Mme Isabelle Pasquet. À peine le projet de loi portant réforme des retraites a-t-il voté, dans le contexte que nous savons, et malgré le refus persistant du peuple, que le Gouvernement continue de remettre méthodiquement en question l’héritage du Conseil national de la Résistance dans tous ses aspects.
M. Guy Fischer. C’est encore vrai !
Mme Isabelle Pasquet.
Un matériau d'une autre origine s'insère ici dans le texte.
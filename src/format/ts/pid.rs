use super::types::PID_ALL;
use crate::error::{CaptureError, Result};
use crate::utils::parse_int_auto;

/// Largest value accepted on the command line. It is [`PID_ALL`], not the
/// largest real PID (0x1fff), so the whole stream can be requested.
pub const MAX_PID: i64 = PID_ALL as i64;

/// Ordered list of PIDs to capture, as given by the user.
///
/// Duplicates are kept. The set is never empty.
#[derive(Debug, Clone, PartialEq, Eq)]
pub struct PidSet {
    pids: Vec<u16>,
}

impl PidSet {
    /// Parses command line tokens such as `256`, `0x100` or `0400`.
    pub fn parse<I, S>(tokens: I) -> Result<Self>
    where
        I: IntoIterator<Item = S>,
        S: AsRef<str>,
    {
        let pids = tokens
            .into_iter()
            .map(|token| parse_pid(token.as_ref()))
            .collect::<Result<Vec<_>>>()?;
        Self::from_pids(pids)
    }

    /// Builds a set from already numeric PIDs.
    pub fn from_pids(pids: Vec<u16>) -> Result<Self> {
        if pids.is_empty() {
            return Err(CaptureError::Usage("at least one PID is required".into()));
        }
        if let Some(pid) = pids.iter().find(|&&pid| pid as i64 > MAX_PID) {
            return Err(out_of_range(&pid.to_string()));
        }
        Ok(Self { pids })
    }

    /// PIDs in command line order.
    pub fn as_slice(&self) -> &[u16] {
        &self.pids
    }

    /// Iterates the PIDs in command line order.
    pub fn iter(&self) -> impl Iterator<Item = u16> + '_ {
        self.pids.iter().copied()
    }

    /// Number of PIDs, duplicates included.
    pub fn len(&self) -> usize {
        self.pids.len()
    }

    /// True if [`PID_ALL`] was requested.
    pub fn is_whole_stream(&self) -> bool {
        self.pids.contains(&PID_ALL)
    }

    /// Whether a packet carrying `pid` should be let through.
    pub fn matches(&self, pid: u16) -> bool {
        self.is_whole_stream() || self.pids.contains(&pid)
    }
}

fn parse_pid(token: &str) -> Result<u16> {
    let value = parse_int_auto(token).map_err(|e| CaptureError::InvalidPid {
        token: token.to_string(),
        reason: e.to_string(),
    })?;
    // negative values wrap to huge unsigned ones and fail the same check
    if value < 0 || value > MAX_PID {
        return Err(out_of_range(token));
    }
    Ok(value as u16)
}

fn out_of_range(token: &str) -> CaptureError {
    CaptureError::InvalidPid {
        token: token.to_string(),
        reason: format!("not in range [0, {}]", MAX_PID),
    }
}

#[cfg(test)]
mod tests {
    use super::*;
    use pretty_assertions::assert_eq;
    use quickcheck_macros::quickcheck;

    #[test]
    fn test_parse_mixed_bases() {
        let set = PidSet::parse(["0", "0x100", "0401", "18", "18"]).unwrap();
        assert_eq!(set.as_slice(), &[0, 256, 257, 18, 18]);
        assert_eq!(set.len(), 5);
    }

    #[test]
    fn test_upper_boundary() {
        assert!(PidSet::parse(["8192"]).is_ok());
        assert!(PidSet::parse(["0x1fff"]).is_ok());
        match PidSet::parse(["8193"]) {
            Err(CaptureError::InvalidPid { token, reason }) => {
                assert_eq!(token, "8193");
                assert!(reason.contains("[0, 8192]"));
            }
            other => panic!("unexpected result: {:?}", other),
        }
    }

    #[test]
    fn test_negative_rejected() {
        assert!(matches!(
            PidSet::parse(["-1"]),
            Err(CaptureError::InvalidPid { .. })
        ));
    }

    #[test]
    fn test_parse_error_names_token() {
        let err = PidSet::parse(["256", "video"]).unwrap_err();
        assert!(err.to_string().starts_with("video isn't a valid PID"));
    }

    #[test]
    fn test_empty_is_usage_error() {
        let none: [&str; 0] = [];
        assert!(matches!(PidSet::parse(none), Err(CaptureError::Usage(_))));
    }

    #[test]
    fn test_matches() {
        let set = PidSet::parse(["17", "256"]).unwrap();
        assert!(set.matches(256));
        assert!(!set.matches(257));
        let all = PidSet::parse(["8192"]).unwrap();
        assert!(all.is_whole_stream());
        assert!(all.matches(0x1fff));
    }

    #[quickcheck]
    fn prop_in_range_preserves_order(values: Vec<u16>) -> bool {
        let values: Vec<u16> = values.into_iter().map(|v| v % 8193).collect();
        if values.is_empty() {
            return true;
        }
        let tokens: Vec<String> = values.iter().map(|v| v.to_string()).collect();
        matches!(PidSet::parse(&tokens), Ok(set) if set.as_slice() == values.as_slice())
    }

    #[quickcheck]
    fn prop_above_range_names_token(value: u32) -> bool {
        let value = value as i64 + MAX_PID + 1;
        let token = format!("{:#x}", value);
        match PidSet::parse(["1", token.as_str()]) {
            Err(CaptureError::InvalidPid { token: t, .. }) => t == token,
            _ => false,
        }
    }

    #[quickcheck]
    fn prop_non_numeric_names_token(word: String) -> bool {
        let token = format!("pid{}", word);
        match PidSet::parse([token.as_str()]) {
            Err(CaptureError::InvalidPid { token: t, .. }) => t == token,
            _ => false,
        }
    }
}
Après avoir fait voter une réforme particulièrement injuste dont le financement pèse pour 85 % sur les salariés, voilà que vous nous présentez, madame la ministre, un projet de loi de financement de la sécurité sociale de l’ultra austérité.
Avec ce texte, force est de constater que l’entreprise d’appauvrissement de la sécurité sociale est toujours en marche avec, en ligne d’horizon, la faillite de notre système de protection sociale à plus ou moins long terme.
Pourtant, des sources de financement autres que celles qui pèsent sur les ménages existent et restent à explorer – nous aurons l’occasion de les développer tout au long de ce débat –, mais vous refusez de donner à notre système de sécurité sociale les moyens dont il a besoin pour fonctionner correctement.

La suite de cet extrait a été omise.